Steele explained, by way of personal attestation,
"What drew me to conservatism years ago was the fact that it gave discipline a slightly higher status than virtue. This meant it could not be subverted by passing notions of the good. It could be above moral vanity. And so it made no special promises to me as a minority. It neglected me in every way except as a human being who wanted freedom. Until my encounter with conservatism I had only known the racial determinism of segregation on the one hand and of white liberalism on the other -- two varieties of white supremacy in which I could only be dependent and inferior."
This is something that I have always suspected. That is, open- and fair-minded minorities eventually realize that liberalism plays on their sense of inferiority and victimhood, rather than their equality as a person, irrespective of the very attribute which characterized their minority status.
But Steele went further, writing elsewhere in his piece,
"When redemption became a term of power, "redemptive liberalism" was born -- a new activist liberalism that gave itself a "redemptive" profile by focusing on social engineering rather than liberalism's classic focus on individual freedom.
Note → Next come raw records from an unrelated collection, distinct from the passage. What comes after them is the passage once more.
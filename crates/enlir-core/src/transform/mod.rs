//! Row transformers: raw worksheet rows to typed, unlinked entities

mod ability;
mod character;
mod equipment;
mod event;

pub use ability::{
    AbilityTransformer, BraveActionTransformer, CommandTransformer, LimitBreakTransformer,
    OtherTransformer, SoulBreakTransformer, StatusTransformer, SynchroCommandTransformer,
};
pub use character::{
    CharacterTransformer, LegendMateriaTransformer, LegendSphereTransformer,
    RecordMateriaTransformer, RecordSphereTransformer,
};
pub use equipment::{MagiciteSkillTransformer, MagiciteTransformer, RelicTransformer};
pub use event::{EventTransformer, ExperienceTransformer, MissionTransformer};

use crate::convert::{to_bool, to_double};
use crate::error::{Error, Result};
use crate::model::{ActionProfile, Id, Record, TransformResultsContainer};
use crate::scanner::ImportResults;
use crate::sheet::{RowView, Sheet, SheetKind};
use crate::type_list::{
    ABILITY_TYPES, AUTO_TARGET_TYPES, DAMAGE_FORMULA_TYPES, ELEMENTS, TARGET_TYPES,
};

/// Converts the rows of one worksheet into typed entities
pub trait RowTransformer {
    type Output: Record;

    /// Worksheet this transformer reads
    fn sheet(&self) -> SheetKind;

    /// Column that must be present for the worksheet to be usable
    fn key_column(&self) -> &'static str;

    fn convert_row(&self, generated_id: Id, row: RowView<'_>) -> Self::Output;

    /// Convert every row, assigning ids 1, 2, 3, ... in row order
    fn transform(&self, sheet: &Sheet) -> Result<Vec<Self::Output>> {
        if sheet.find_column(self.key_column()).is_none() {
            return Err(Error::ColumnMismatch {
                sheet: sheet.kind.title().to_string(),
                column: self.key_column().to_string(),
            });
        }

        let mut results = Vec::with_capacity(sheet.row_count());
        for (generated_id, row) in (1..).zip(sheet.records()) {
            let model = self.convert_row(generated_id, row);
            tracing::debug!(
                sheet = %sheet.kind,
                id = model.id(),
                description = model.description(),
                "converted row"
            );
            results.push(model);
        }
        Ok(results)
    }
}

/// Shared combat columns: Type, Target, Formula, Multiplier, Element, Time,
/// Effects, Counter, Auto Target
pub(crate) fn action_profile(row: RowView<'_>) -> ActionProfile {
    ActionProfile {
        ability_type: ABILITY_TYPES.id_of(row.get("Type")),
        target_type: TARGET_TYPES.id_of(row.get("Target")),
        auto_target_type: AUTO_TARGET_TYPES.id_of(row.get("Auto Target")),
        damage_formula_type: DAMAGE_FORMULA_TYPES.id_of(row.get("Formula")),
        multiplier: to_double(row.get("Multiplier")),
        elements: ELEMENTS.ids_of_list(row.get("Element")),
        cast_time: to_double(row.get("Time")),
        effects: row.trimmed("Effects").to_string(),
        is_counterable: to_bool(row.get("Counter")),
    }
}

/// Runs every row transformer over an import
#[derive(Debug, Default)]
pub struct TransformManager;

impl TransformManager {
    pub fn new() -> Self {
        Self
    }

    /// Transform every worksheet of an import into entity collections
    ///
    /// A missing worksheet yields an empty collection; a worksheet without its
    /// key column is an error.
    #[tracing::instrument(skip_all, fields(root = %import.root.display()))]
    pub fn transform_all(&self, import: &ImportResults) -> Result<TransformResultsContainer> {
        let results = TransformResultsContainer {
            abilities: run(&AbilityTransformer, import)?,
            characters: run(&CharacterTransformer, import)?,
            commands: run(&CommandTransformer, import)?,
            synchro_commands: run(&SynchroCommandTransformer, import)?,
            brave_actions: run(&BraveActionTransformer, import)?,
            events: run(&EventTransformer, import)?,
            experiences: run(&ExperienceTransformer, import)?,
            legend_materias: run(&LegendMateriaTransformer, import)?,
            legend_spheres: run(&LegendSphereTransformer, import)?,
            magicite_skills: run(&MagiciteSkillTransformer, import)?,
            magicites: run(&MagiciteTransformer, import)?,
            missions: run(&MissionTransformer, import)?,
            others: run(&OtherTransformer, import)?,
            record_materias: run(&RecordMateriaTransformer, import)?,
            record_spheres: run(&RecordSphereTransformer, import)?,
            relics: run(&RelicTransformer, import)?,
            soul_breaks: run(&SoulBreakTransformer, import)?,
            limit_breaks: run(&LimitBreakTransformer, import)?,
            statuses: run(&StatusTransformer, import)?,
        };

        for (kind, count) in results.counts() {
            tracing::info!(entity = %kind, count, "transformed entities");
        }
        Ok(results)
    }
}

fn run<T: RowTransformer>(transformer: &T, import: &ImportResults) -> Result<Vec<T::Output>> {
    match import.sheet(transformer.sheet()) {
        Some(sheet) => transformer.transform(sheet),
        None => {
            tracing::warn!(sheet = %transformer.sheet(), "worksheet missing from import");
            Ok(Vec::new())
        }
    }
}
In the '60s there was no time to allow individual freedom to render up the social good. Redemptive liberalism would proactively engineer the good. Name a good like "integration," and then engineer it into being through a draconian regimen of school busing. If the busing did profound damage to public education in America, it gave liberals the right to say, "At least we did something!" In other words, we are activists against America's old sin of segregation. Activism is moral authority in redemptive liberalism.
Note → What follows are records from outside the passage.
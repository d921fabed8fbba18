use super::{action_profile, RowTransformer};
use crate::convert::{to_bool, to_double, to_int, to_list};
use crate::model::{
    Ability, BraveAction, Command, Id, LimitBreak, OrbRequirement, Other, OtherSource, SoulBreak,
    Status, SynchroCommand,
};
use crate::sheet::{RowView, SheetKind};
use crate::type_list::{orb_type_of, LIMIT_BREAK_TIERS, REALMS, SCHOOLS, SOUL_BREAK_TIERS};

const ORB_COLUMNS: [&str; 4] = ["Orb 1 Required", "Orb 2 Required", "Orb 3 Required", "Orb 4 Required"];

/// Placeholder the worksheet uses for "no character"
const DASH: &str = "-";

#[derive(Debug, Default)]
pub struct AbilityTransformer;

impl RowTransformer for AbilityTransformer {
    type Output = Ability;

    fn sheet(&self) -> SheetKind {
        SheetKind::Abilities
    }

    fn key_column(&self) -> &'static str {
        "Name"
    }

    fn convert_row(&self, generated_id: Id, row: RowView<'_>) -> Ability {
        let orb_requirements = ORB_COLUMNS
            .iter()
            .map(|column| row.trimmed(column))
            .filter(|orb| !orb.is_empty() && *orb != DASH)
            .map(|orb| OrbRequirement {
                orb_name: orb.to_string(),
                orb_type: orb_type_of(orb),
            })
            .collect();

        Ability {
            id: generated_id,
            description: row.trimmed("Name").to_string(),
            ability_name: row.trimmed("Name").to_string(),
            action: action_profile(row),
            school: SCHOOLS.id_of(row.get("School")),
            rarity: to_int(row.get("Rarity")),
            soul_break_points_gained: to_int(row.get("SB")),
            uses_per_battle: to_int(row.get("Uses")),
            orb_requirements,
            introducing_event_name: row.trimmed("Introducing Event").to_string(),
            introducing_event_id: 0,
            is_in_global: to_bool(row.get("Global")),
            enlir_id: row.trimmed("ID").to_string(),
        }
    }
}

#[derive(Debug, Default)]
pub struct StatusTransformer;

impl RowTransformer for StatusTransformer {
    type Output = Status;

    fn sheet(&self) -> SheetKind {
        SheetKind::Statuses
    }

    fn key_column(&self) -> &'static str {
        "Common Name"
    }

    fn convert_row(&self, generated_id: Id, row: RowView<'_>) -> Status {
        Status {
            id: generated_id,
            description: row.trimmed("Common Name").to_string(),
            // kept untrimmed; status joins compare trimmed text at merge time
            common_name: row.get("Common Name").to_string(),
            effects: row.get("Effects").to_string(),
            default_duration: to_int(row.get("Default Duration")),
            mind_modifier: to_double(row.get("MND Modifier")),
            exclusive_statuses: to_list(row.get("Exclusive Status")),
            notes: row.trimmed("Notes").to_string(),
            enlir_id: row.trimmed("ID").to_string(),
        }
    }
}

#[derive(Debug, Default)]
pub struct CommandTransformer;

impl RowTransformer for CommandTransformer {
    type Output = Command;

    fn sheet(&self) -> SheetKind {
        SheetKind::Commands
    }

    fn key_column(&self) -> &'static str {
        "Name"
    }

    fn convert_row(&self, generated_id: Id, row: RowView<'_>) -> Command {
        Command {
            id: generated_id,
            description: format!("{} - {}", row.get("Source"), row.get("Name")),
            command_name: row.get("Name").to_string(),
            character_name: row.get("Character").to_string(),
            character_id: 0,
            source_soul_break_name: row.get("Source").to_string(),
            source_soul_break_id: 0,
            action: action_profile(row),
            soul_break_points_gained: to_int(row.get("SB")),
            school: SCHOOLS.id_of(row.get("School")),
            is_in_global: to_bool(row.get("Global")),
            enlir_id: row.trimmed("ID").to_string(),
        }
    }
}

#[derive(Debug, Default)]
pub struct SynchroCommandTransformer;

impl RowTransformer for SynchroCommandTransformer {
    type Output = SynchroCommand;

    fn sheet(&self) -> SheetKind {
        SheetKind::SynchroCommands
    }

    fn key_column(&self) -> &'static str {
        "Name"
    }

    fn convert_row(&self, generated_id: Id, row: RowView<'_>) -> SynchroCommand {
        SynchroCommand {
            id: generated_id,
            description: format!("{} - {}", row.get("Source"), row.get("Name")),
            command_name: row.get("Name").to_string(),
            character_name: row.get("Character").to_string(),
            character_id: 0,
            source_soul_break_name: row.get("Source").to_string(),
            source_soul_break_id: 0,
            synchro_ability_slot: to_int(row.get("Synchro Ability Slot")),
            synchro_condition: row.trimmed("Synchro Condition").to_string(),
            action: action_profile(row),
            soul_break_points_gained: to_int(row.get("SB")),
            school: SCHOOLS.id_of(row.get("School")),
            is_in_global: to_bool(row.get("Global")),
            enlir_id: row.trimmed("ID").to_string(),
        }
    }
}

#[derive(Debug, Default)]
pub struct BraveActionTransformer;

impl RowTransformer for BraveActionTransformer {
    type Output = BraveAction;

    fn sheet(&self) -> SheetKind {
        SheetKind::BraveActions
    }

    fn key_column(&self) -> &'static str {
        "Name"
    }

    fn convert_row(&self, generated_id: Id, row: RowView<'_>) -> BraveAction {
        BraveAction {
            id: generated_id,
            description: format!("{} - {}", row.get("Source"), row.get("Name")),
            brave_action_name: row.get("Name").to_string(),
            character_name: row.get("Character").to_string(),
            character_id: 0,
            source_soul_break_name: row.get("Source").to_string(),
            source_soul_break_id: 0,
            brave_level: to_int(row.get("Brave Level")),
            brave_condition: row.trimmed("Brave Condition").to_string(),
            action: action_profile(row),
            soul_break_points_gained: to_int(row.get("SB")),
            school: SCHOOLS.id_of(row.get("School")),
            is_in_global: to_bool(row.get("Global")),
            enlir_id: row.trimmed("ID").to_string(),
        }
    }
}

#[derive(Debug, Default)]
pub struct SoulBreakTransformer;

impl RowTransformer for SoulBreakTransformer {
    type Output = SoulBreak;

    fn sheet(&self) -> SheetKind {
        SheetKind::SoulBreaks
    }

    fn key_column(&self) -> &'static str {
        "Name"
    }

    fn convert_row(&self, generated_id: Id, row: RowView<'_>) -> SoulBreak {
        SoulBreak {
            id: generated_id,
            description: row.get("Name").to_string(),
            soul_break_name: row.get("Name").to_string(),
            character_name: row.get("Character").to_string(),
            character_id: 0,
            relic_name: row.get("Relic").to_string(),
            relic_id: 0,
            realm: REALMS.id_of(row.get("Realm")),
            action: action_profile(row),
            soul_break_points_required: to_int(row.get("Points")),
            soul_break_tier: SOUL_BREAK_TIERS.id_of(row.get("Tier")),
            mastery_bonus: row.trimmed("Master").to_string(),
            is_in_global: to_bool(row.get("Global")),
            enlir_id: row.trimmed("ID").to_string(),
            ..Default::default()
        }
    }
}

#[derive(Debug, Default)]
pub struct LimitBreakTransformer;

impl RowTransformer for LimitBreakTransformer {
    type Output = LimitBreak;

    fn sheet(&self) -> SheetKind {
        SheetKind::LimitBreaks
    }

    fn key_column(&self) -> &'static str {
        "Name"
    }

    fn convert_row(&self, generated_id: Id, row: RowView<'_>) -> LimitBreak {
        let character = row.get("Character");
        let character_name = if character.trim() == DASH { "" } else { character };

        LimitBreak {
            id: generated_id,
            description: row.get("Name").to_string(),
            limit_break_name: row.get("Name").to_string(),
            character_name: character_name.to_string(),
            character_id: 0,
            relic_name: row.get("Relic").to_string(),
            relic_id: 0,
            realm: REALMS.id_of(row.get("Realm")),
            action: action_profile(row),
            minimum_lb_points: to_int(row.get("Minimum LB Points")),
            limit_break_tier: LIMIT_BREAK_TIERS.id_of(row.get("Tier")),
            limit_break_bonus: row.trimmed("Limit Break Bonus").to_string(),
            mastery_bonus: row.trimmed("Master").to_string(),
            is_in_global: to_bool(row.get("Global")),
            enlir_id: row.trimmed("ID").to_string(),
            statuses: Vec::new(),
            other_effects: Vec::new(),
        }
    }
}

#[derive(Debug, Default)]
pub struct OtherTransformer;

impl RowTransformer for OtherTransformer {
    type Output = Other;

    fn sheet(&self) -> SheetKind {
        SheetKind::Others
    }

    fn key_column(&self) -> &'static str {
        "Source"
    }

    fn convert_row(&self, generated_id: Id, row: RowView<'_>) -> Other {
        Other {
            id: generated_id,
            description: format!("{} - {}", row.get("Source"), row.get("Name")),
            other_name: row.get("Name").to_string(),
            character_name: row.get("Character").to_string(),
            source_name: row.get("Source").to_string(),
            source: OtherSource::Unresolved,
            action: action_profile(row),
            soul_break_points_gained: to_int(row.get("SB")),
            school: SCHOOLS.id_of(row.get("School")),
            enlir_id: row.trimmed("ID").to_string(),
        }
    }
}

#[cfg(test)]
mod tests {
    use super::*;
    use crate::parser::parse_sheet_str;

    #[test]
    fn test_command_description_and_links_unresolved() {
        let sheet = parse_sheet_str(
            "Character,Source,Name,Type,SB,School\nCloud,Ultra Cross Slash,Cross Slash,PHY,150,Combat\n",
            SheetKind::Commands,
        )
        .unwrap();

        let commands = CommandTransformer.transform(&sheet).unwrap();

        assert_eq!(commands[0].description, "Ultra Cross Slash - Cross Slash");
        assert_eq!(commands[0].source_soul_break_id, 0);
        assert_eq!(commands[0].character_id, 0);
        assert_eq!(commands[0].soul_break_points_gained, 150);
        assert_eq!(commands[0].school, 4);
    }

    #[test]
    fn test_limit_break_dash_character_becomes_empty() {
        let sheet = parse_sheet_str(
            "Realm,Character,Name,Tier,Relic\nVII,-,Omnislash Version 5,GLB,Ultima Weapon (VII)\n",
            SheetKind::LimitBreaks,
        )
        .unwrap();

        let limit_breaks = LimitBreakTransformer.transform(&sheet).unwrap();

        assert_eq!(limit_breaks[0].character_name, "");
        assert_eq!(limit_breaks[0].realm, 7);
        assert_eq!(limit_breaks[0].limit_break_tier, 3);
        assert_eq!(limit_breaks[0].relic_name, "Ultima Weapon (VII)");
    }

    #[test]
    fn test_ability_orbs() {
        let sheet = parse_sheet_str(
            "Name,Rarity,School,Orb 1 Required,Orb 2 Required,Orb 3 Required,Orb 4 Required\n\
             Full Break,4,Combat,Major Power,Greater Earth,-,\n",
            SheetKind::Abilities,
        )
        .unwrap();

        let abilities = AbilityTransformer.transform(&sheet).unwrap();

        assert_eq!(abilities[0].rarity, 4);
        assert_eq!(abilities[0].orb_requirements.len(), 2);
        assert_eq!(abilities[0].orb_requirements[0].orb_type, 1);
        assert_eq!(abilities[0].orb_requirements[1].orb_type, 10);
    }

    #[test]
    fn test_other_starts_unresolved() {
        let sheet = parse_sheet_str(
            "Character,Source,Name\nCloud,Omnislash,Cross Slash Follow-up\n",
            SheetKind::Others,
        )
        .unwrap();

        let others = OtherTransformer.transform(&sheet).unwrap();

        assert_eq!(others[0].description, "Omnislash - Cross Slash Follow-up");
        assert_eq!(others[0].source, OtherSource::Unresolved);
    }
}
But conservatism sees moral authority more in a discipline of principles than in activism. It sees ideas of the good like "diversity" as mere pretext for the social engineering that always leads to unintended and oppressive consequences. Conservatism would enforce the principles that ensure individual freedom, and then allow "the good" to happen by "invisible hand."
And here is conservatism's great problem with minorities. In an era when even failed moral activism is redemptive -- and thus a source of moral authority and power -- conservatism stands flat-footed with only discipline to offer. It has only an invisible hand to compete with the activism of the left. So conservatism has no way to show itself redeemed of America's bigoted past, no way like the Great Society to engineer a grand display of its innocence, and no way to show deference to minorities for the oppression they endured. Thus it seems to be in league with that oppression."
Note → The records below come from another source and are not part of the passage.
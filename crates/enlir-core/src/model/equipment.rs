//! Relics and magicite

use super::{impl_record, ActionProfile, Id, LimitBreak, SoulBreak, StatBlock};
use serde::{Deserialize, Serialize};

/// A piece of equipment
#[derive(Debug, Clone, Default, PartialEq, Serialize, Deserialize)]
pub struct Relic {
    /// Dense id assigned at transform time
    pub id: Id,
    /// Human-readable summary used in logs and lookups
    pub description: String,
    /// Bare relic name, without the realm suffix
    pub relic_name: String,
    /// Id from the Realm list
    pub realm: Id,
    /// Owning character, as written in the worksheet
    pub character_name: String,
    /// Link to the owning character
    pub character_id: Id,
    /// Id from the RelicType list
    pub relic_type: Id,
    /// Star rarity
    pub rarity: i64,
    /// Relic level the stats apply to
    pub level: i64,
    /// Stat line
    pub stats: StatBlock,
    /// Effect text
    pub effect: String,
    /// Soul break or limit break granted by the relic
    pub soul_break_name: String,
    /// Link to the granted soul break
    pub soul_break_id: Id,
    /// Granted soul break, once merged
    pub soul_break: Option<Box<SoulBreak>>,
    /// Link to the granted limit break
    pub limit_break_id: Id,
    /// Granted limit break, once merged
    pub limit_break: Option<Box<LimitBreak>>,
    /// Legend materia name
    pub legend_materia_name: String,
    /// Link to the legend materia
    pub legend_materia_id: Id,
    /// Synergy variant of the relic
    pub is_synergy: bool,
    /// Released on the global server
    pub is_in_global: bool,
    /// Worksheet row id
    pub enlir_id: String,
}
impl_record!(Relic);

#[derive(Debug, Clone, Default, PartialEq, Serialize, Deserialize)]
pub struct Magicite {
    /// Dense id assigned at transform time
    pub id: Id,
    /// Human-readable summary used in logs and lookups
    pub description: String,
    /// Magicite name
    pub magicite_name: String,
    /// Id from the Realm list
    pub realm: Id,
    /// Star rarity
    pub rarity: i64,
    /// Id from the Element list
    pub element: Id,
    /// Passive effect texts
    pub passives: Vec<String>,
    /// Event that introduced it
    pub introducing_event_name: String,
    /// Link to the introducing event
    pub introducing_event_id: Id,
    /// Released on the global server
    pub is_in_global: bool,
    /// Worksheet row id
    pub enlir_id: String,
    /// Skills of this magicite
    pub magicite_skills: Vec<MagiciteSkill>,
}
impl_record!(Magicite, magicite_name);

/// A skill used by a summoned magicite
#[derive(Debug, Clone, Default, PartialEq, Serialize, Deserialize)]
pub struct MagiciteSkill {
    /// Dense id assigned at transform time
    pub id: Id,
    /// Human-readable summary used in logs and lookups
    pub description: String,
    /// Skill name
    pub magicite_skill_name: String,
    /// Realm-qualified magicite name, e.g. "Ramuh (IX)"
    pub magicite_name: String,
    /// Link to the magicite
    pub magicite_id: Id,
    /// Shared combat profile, flattened into the record
    #[serde(flatten)]
    pub action: ActionProfile,
    /// Worksheet row id
    pub enlir_id: String,
}
impl_record!(MagiciteSkill);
Steele is, in my opinion, completely correct. Conservatism's "invisible hand" offers no splashy and expensive programs to demonstrate itself. Rather, it relies on each person's comfort in the security of their own beliefs and the liberty to pursue their self-determined goals without government intervention or interference.
For a white to state these things is suspect. Coming from Shelby Steele, however, they are both elegant and credible.